_Description of the task_
Exact reproduction of every entry is required.
[Task inputs Boundary: Start]
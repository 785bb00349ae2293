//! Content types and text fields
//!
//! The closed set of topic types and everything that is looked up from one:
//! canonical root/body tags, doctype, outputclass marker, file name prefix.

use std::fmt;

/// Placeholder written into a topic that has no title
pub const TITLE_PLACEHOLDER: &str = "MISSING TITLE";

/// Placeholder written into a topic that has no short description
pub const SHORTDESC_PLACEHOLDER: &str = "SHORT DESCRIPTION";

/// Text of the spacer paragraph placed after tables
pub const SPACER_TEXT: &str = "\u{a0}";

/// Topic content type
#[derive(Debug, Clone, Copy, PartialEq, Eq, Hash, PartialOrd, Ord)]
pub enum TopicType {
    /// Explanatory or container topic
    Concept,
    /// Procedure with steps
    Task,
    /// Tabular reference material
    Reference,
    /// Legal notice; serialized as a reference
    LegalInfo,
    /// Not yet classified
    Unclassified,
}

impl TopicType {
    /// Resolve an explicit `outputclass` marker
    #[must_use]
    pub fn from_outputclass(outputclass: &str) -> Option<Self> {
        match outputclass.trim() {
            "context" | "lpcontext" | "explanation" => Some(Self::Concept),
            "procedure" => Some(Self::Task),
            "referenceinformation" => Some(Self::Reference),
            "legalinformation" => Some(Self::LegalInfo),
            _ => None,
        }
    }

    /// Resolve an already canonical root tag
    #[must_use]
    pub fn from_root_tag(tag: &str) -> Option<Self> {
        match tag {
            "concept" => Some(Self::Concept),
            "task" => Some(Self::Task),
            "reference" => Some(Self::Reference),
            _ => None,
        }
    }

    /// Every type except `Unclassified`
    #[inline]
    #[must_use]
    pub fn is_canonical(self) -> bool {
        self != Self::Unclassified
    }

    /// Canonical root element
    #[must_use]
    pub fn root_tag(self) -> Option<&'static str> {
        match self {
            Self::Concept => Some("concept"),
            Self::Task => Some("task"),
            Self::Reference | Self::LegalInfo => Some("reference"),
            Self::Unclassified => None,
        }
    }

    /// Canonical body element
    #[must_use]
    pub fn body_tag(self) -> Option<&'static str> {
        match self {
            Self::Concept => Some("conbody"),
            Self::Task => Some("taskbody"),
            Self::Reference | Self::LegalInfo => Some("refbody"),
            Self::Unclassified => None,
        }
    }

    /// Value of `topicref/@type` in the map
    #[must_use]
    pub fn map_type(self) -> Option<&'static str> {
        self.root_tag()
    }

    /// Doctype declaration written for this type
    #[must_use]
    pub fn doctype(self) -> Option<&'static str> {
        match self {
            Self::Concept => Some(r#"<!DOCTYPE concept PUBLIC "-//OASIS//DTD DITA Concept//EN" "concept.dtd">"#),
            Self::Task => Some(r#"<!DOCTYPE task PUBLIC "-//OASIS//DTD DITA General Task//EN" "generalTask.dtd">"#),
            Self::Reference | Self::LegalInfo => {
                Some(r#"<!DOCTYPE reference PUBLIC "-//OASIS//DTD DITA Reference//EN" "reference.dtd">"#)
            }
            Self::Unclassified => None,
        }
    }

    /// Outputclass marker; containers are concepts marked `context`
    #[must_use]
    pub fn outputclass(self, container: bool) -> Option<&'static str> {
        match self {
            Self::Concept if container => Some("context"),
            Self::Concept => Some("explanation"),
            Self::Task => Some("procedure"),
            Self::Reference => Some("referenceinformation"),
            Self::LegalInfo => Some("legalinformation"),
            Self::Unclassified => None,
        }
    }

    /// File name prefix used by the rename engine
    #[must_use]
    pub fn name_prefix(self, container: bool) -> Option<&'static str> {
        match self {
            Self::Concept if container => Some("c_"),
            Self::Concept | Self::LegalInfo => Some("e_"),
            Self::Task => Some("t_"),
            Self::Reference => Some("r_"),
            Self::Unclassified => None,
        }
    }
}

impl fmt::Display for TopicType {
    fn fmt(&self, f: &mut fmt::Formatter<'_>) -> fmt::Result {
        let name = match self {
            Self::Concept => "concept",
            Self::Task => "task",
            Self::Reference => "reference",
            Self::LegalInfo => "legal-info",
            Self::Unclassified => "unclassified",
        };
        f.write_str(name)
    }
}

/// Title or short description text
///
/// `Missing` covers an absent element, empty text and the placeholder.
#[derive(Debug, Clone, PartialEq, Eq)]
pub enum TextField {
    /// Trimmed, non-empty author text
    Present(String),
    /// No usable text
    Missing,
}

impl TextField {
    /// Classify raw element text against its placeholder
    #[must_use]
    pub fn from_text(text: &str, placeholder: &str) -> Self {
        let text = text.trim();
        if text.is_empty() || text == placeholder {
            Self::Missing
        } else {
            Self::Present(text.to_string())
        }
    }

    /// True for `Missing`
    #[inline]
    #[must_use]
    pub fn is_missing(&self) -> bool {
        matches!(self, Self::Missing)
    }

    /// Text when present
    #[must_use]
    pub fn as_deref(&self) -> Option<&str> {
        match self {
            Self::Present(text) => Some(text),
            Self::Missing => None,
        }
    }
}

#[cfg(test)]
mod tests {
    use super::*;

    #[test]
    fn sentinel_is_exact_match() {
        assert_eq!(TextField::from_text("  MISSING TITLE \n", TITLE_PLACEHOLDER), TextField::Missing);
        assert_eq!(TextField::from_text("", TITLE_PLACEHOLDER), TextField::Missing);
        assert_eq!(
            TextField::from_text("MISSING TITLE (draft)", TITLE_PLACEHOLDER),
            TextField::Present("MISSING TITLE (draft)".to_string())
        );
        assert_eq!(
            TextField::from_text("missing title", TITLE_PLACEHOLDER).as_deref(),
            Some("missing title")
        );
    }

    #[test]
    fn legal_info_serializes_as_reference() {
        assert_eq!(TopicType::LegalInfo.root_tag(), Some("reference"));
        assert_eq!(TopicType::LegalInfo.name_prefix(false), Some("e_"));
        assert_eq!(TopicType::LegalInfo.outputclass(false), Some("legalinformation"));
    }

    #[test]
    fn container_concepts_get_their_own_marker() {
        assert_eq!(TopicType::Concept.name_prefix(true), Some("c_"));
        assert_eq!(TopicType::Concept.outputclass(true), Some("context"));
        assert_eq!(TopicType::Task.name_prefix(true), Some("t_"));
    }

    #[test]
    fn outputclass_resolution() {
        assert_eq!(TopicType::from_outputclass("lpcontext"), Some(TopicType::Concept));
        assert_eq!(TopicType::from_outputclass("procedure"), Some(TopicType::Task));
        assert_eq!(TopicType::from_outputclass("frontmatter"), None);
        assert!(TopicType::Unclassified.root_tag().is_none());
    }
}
[Task inputs Boundary: End]
_Result of the exercise_
repository 785bb00349ae2293
//! Content types and text fields
//!
//! The closed set of topic types and everything that is looked up from one:
//! canonical root/body tags, doctype, outputclass marker, file name prefix.

use std::fmt;

/// Placeholder written into a topic that has no title
pub const TITLE_PLACEHOLDER: &str = "MISSING TITLE";

/// Placeholder written into a topic that has no short description
pub const SHORTDESC_PLACEHOLDER: &str = "SHORT DESCRIPTION";

/// Text of the spacer paragraph placed after tables
pub const SPACER_TEXT: &str = "\u{a0}";

/// Topic content type
#[derive(Debug, Clone, Copy, PartialEq, Eq, Hash, PartialOrd, Ord)]
pub enum TopicType {
    /// Explanatory or container topic
    Concept,
    /// Procedure with steps
    Task,
    /// Tabular reference material
    Reference,
    /// Legal notice; serialized as a reference
    LegalInfo,
    /// Not yet classified
    Unclassified,
}

impl TopicType {
    /// Resolve an explicit `outputclass` marker
    #[must_use]
    pub fn from_outputclass(outputclass: &str) -> Option<Self> {
        match outputclass.trim() {
            "context" | "lpcontext" | "explanation" => Some(Self::Concept),
            "procedure" => Some(Self::Task),
            "referenceinformation" => Some(Self::Reference),
            "legalinformation" => Some(Self::LegalInfo),
            _ => None,
        }
    }

    /// Resolve an already canonical root tag
    #[must_use]
    pub fn from_root_tag(tag: &str) -> Option<Self> {
        match tag {
            "concept" => Some(Self::Concept),
            "task" => Some(Self::Task),
            "reference" => Some(Self::Reference),
            _ => None,
        }
    }

    /// Every type except `Unclassified`
    #[inline]
    #[must_use]
    pub fn is_canonical(self) -> bool {
        self != Self::Unclassified
    }

    /// Canonical root element
    #[must_use]
    pub fn root_tag(self) -> Option<&'static str> {
        match self {
            Self::Concept => Some("concept"),
            Self::Task => Some("task"),
            Self::Reference | Self::LegalInfo => Some("reference"),
            Self::Unclassified => None,
        }
    }

    /// Canonical body element
    #[must_use]
    pub fn body_tag(self) -> Option<&'static str> {
        match self {
            Self::Concept => Some("conbody"),
            Self::Task => Some("taskbody"),
            Self::Reference | Self::LegalInfo => Some("refbody"),
            Self::Unclassified => None,
        }
    }

    /// Value of `topicref/@type` in the map
    #[must_use]
    pub fn map_type(self) -> Option<&'static str> {
        self.root_tag()
    }

    /// Doctype declaration written for this type
    #[must_use]
    pub fn doctype(self) -> Option<&'static str> {
        match self {
            Self::Concept => Some(r#"<!DOCTYPE concept PUBLIC "-//OASIS//DTD DITA Concept//EN" "concept.dtd">"#),
            Self::Task => Some(r#"<!DOCTYPE task PUBLIC "-//OASIS//DTD DITA General Task//EN" "generalTask.dtd">"#),
            Self::Reference | Self::LegalInfo => {
                Some(r#"<!DOCTYPE reference PUBLIC "-//OASIS//DTD DITA Reference//EN" "reference.dtd">"#)
            }
            Self::Unclassified => None,
        }
    }

    /// Outputclass marker; containers are concepts marked `context`
    #[must_use]
    pub fn outputclass(self, container: bool) -> Option<&'static str> {
        match self {
            Self::Concept if container => Some("context"),
            Self::Concept => Some("explanation"),
            Self::Task => Some("procedure"),
            Self::Reference => Some("referenceinformation"),
            Self::LegalInfo => Some("legalinformation"),
            Self::Unclassified => None,
        }
    }

    /// File name prefix used by the rename engine
    #[must_use]
    pub fn name_prefix(self, container: bool) -> Option<&'static str> {
        match self {
            Self::Concept if container => Some("c_"),
            Self::Concept | Self::LegalInfo => Some("e_"),
            Self::Task => Some("t_"),
            Self::Reference => Some("r_"),
            Self::Unclassified => None,
        }
    }
}

impl fmt::Display for TopicType {
    fn fmt(&self, f: &mut fmt::Formatter<'_>) -> fmt::Result {
        let name = match self {
            Self::Concept => "concept",
            Self::Task => "task",
            Self::Reference => "reference",
            Self::LegalInfo => "legal-info",
            Self::Unclassified => "unclassified",
        };
        f.write_str(name)
    }
}

/// Title or short description text
///
/// `Missing` covers an absent element, empty text and the placeholder.
#[derive(Debug, Clone, PartialEq, Eq)]
pub enum TextField {
    /// Trimmed, non-empty author text
    Present(String),
    /// No usable text
    Missing,
}

impl TextField {
    /// Classify raw element text against its placeholder
    #[must_use]
    pub fn from_text(text: &str, placeholder: &str) -> Self {
        let text = text.trim();
        if text.is_empty() || text == placeholder {
            Self::Missing
        } else {
            Self::Present(text.to_string())
        }
    }

    /// True for `Missing`
    #[inline]
    #[must_use]
    pub fn is_missing(&self) -> bool {
        matches!(self, Self::Missing)
    }

    /// Text when present
    #[must_use]
    pub fn as_deref(&self) -> Option<&str> {
        match self {
            Self::Present(text) => Some(text),
            Self::Missing => None,
        }
    }
}

#[cfg(test)]
mod tests {
    use super::*;

    #[test]
    fn sentinel_is_exact_match() {
        assert_eq!(TextField::from_text("  MISSING TITLE \n", TITLE_PLACEHOLDER), TextField::Missing);
        assert_eq!(TextField::from_text("", TITLE_PLACEHOLDER), TextField::Missing);
        assert_eq!(
            TextField::from_text("MISSING TITLE (draft)", TITLE_PLACEHOLDER),
            TextField::Present("MISSING TITLE (draft)".to_string())
        );
        assert_eq!(
            TextField::from_text("missing title", TITLE_PLACEHOLDER).as_deref(),
            Some("missing title")
        );
    }

    #[test]
    fn legal_info_serializes_as_reference() {
        assert_eq!(TopicType::LegalInfo.root_tag(), Some("reference"));
        assert_eq!(TopicType::LegalInfo.name_prefix(false), Some("e_"));
        assert_eq!(TopicType::LegalInfo.outputclass(false), Some("legalinformation"));
    }

    #[test]
    fn container_concepts_get_their_own_marker() {
        assert_eq!(TopicType::Concept.name_prefix(true), Some("c_"));
        assert_eq!(TopicType::Concept.outputclass(true), Some("context"));
        assert_eq!(TopicType::Task.name_prefix(true), Some("t_"));
    }

    #[test]
    fn outputclass_resolution() {
        assert_eq!(TopicType::from_outputclass("lpcontext"), Some(TopicType::Concept));
        assert_eq!(TopicType::from_outputclass("procedure"), Some(TopicType::Task));
        assert_eq!(TopicType::from_outputclass("frontmatter"), None);
        assert!(TopicType::Unclassified.root_tag().is_none());
    }
}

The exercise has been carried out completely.